Stored items
#####

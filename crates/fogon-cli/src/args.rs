use std::path::PathBuf;

use clap::{Args as ClapArgs, Parser, Subcommand};

/// Main command-line interface for the Fogon cooking guide
///
/// Fogon walks you through a recipe step by step in the terminal:
/// countdown timers, flip/stir reminders, per-unit loops, and portion
/// scaling, with spoken-style announcements printed as the session
/// advances.
#[derive(Parser)]
#[command(version, about, name = "fogon")]
pub struct Args {
    /// Path to the SQLite database file. Defaults to
    /// $XDG_DATA_HOME/fogon/fogon.db
    #[arg(long, global = true)]
    pub database_file: Option<PathBuf>,

    /// Disable colored output and use plain text
    #[arg(long, global = true)]
    pub no_color: bool,

    #[command(subcommand)]
    pub command: Option<Commands>,
}

/// Available commands for the Fogon CLI
#[derive(Subcommand)]
pub enum Commands {
    /// List available recipes
    #[command(alias = "ls")]
    Recipes,
    /// Show ingredients and the derived step roadmap for a recipe
    Show(ShowArgs),
    /// Cook a recipe interactively
    Cook(CookArgs),
    /// Import a generated recipe from a JSON file
    Import(ImportArgs),
    /// Clear saved progress for a recipe
    Reset(ResetArgs),
}

/// Quantity flags shared by `show` and `cook`.
#[derive(ClapArgs)]
pub struct QuantityArgs {
    /// Cook for this many people (1-8)
    #[arg(long, conflicts_with = "amount")]
    pub people: Option<u8>,

    /// Cook the amount you have, in the selected unit
    #[arg(long)]
    pub amount: Option<f64>,

    /// Unit for --amount: units or grams
    #[arg(long, default_value = "units", requires = "amount")]
    pub unit: String,

    /// Produce variety for boiled-tuber recipes (blanca, yungay,
    /// huayro, canchan, camote-amarillo, camote-morado)
    #[arg(long)]
    pub produce_type: Option<String>,

    /// Produce size for boiled-tuber recipes: small, medium, large
    #[arg(long, default_value = "medium")]
    pub produce_size: String,
}

#[derive(ClapArgs)]
pub struct ShowArgs {
    /// Recipe id (see `fogon recipes`)
    pub recipe_id: String,

    #[command(flatten)]
    pub quantity: QuantityArgs,
}

#[derive(ClapArgs)]
pub struct CookArgs {
    /// Recipe id (see `fogon recipes`)
    pub recipe_id: String,

    #[command(flatten)]
    pub quantity: QuantityArgs,

    /// Exclude an ingredient (repeatable); indispensable ingredients
    /// cannot be excluded
    #[arg(long = "without")]
    pub without: Vec<String>,

    /// Discard any saved progress and start from the first step
    #[arg(long)]
    pub restart: bool,

    /// Start with voice announcements disabled
    #[arg(long)]
    pub no_voice: bool,
}

#[derive(ClapArgs)]
pub struct ImportArgs {
    /// Path to a JSON document with the generated recipe
    pub file: PathBuf,
}

#[derive(ClapArgs)]
pub struct ResetArgs {
    /// Recipe id whose saved progress should be removed
    pub recipe_id: String,
}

#####

§ WHAT THE EXERCISE ASKS
Work through the records above. Copy every line with the string "people".

§ ANSWER BELOW
    /// Cook for this many people (1-8)
    pub people: Option<u8>,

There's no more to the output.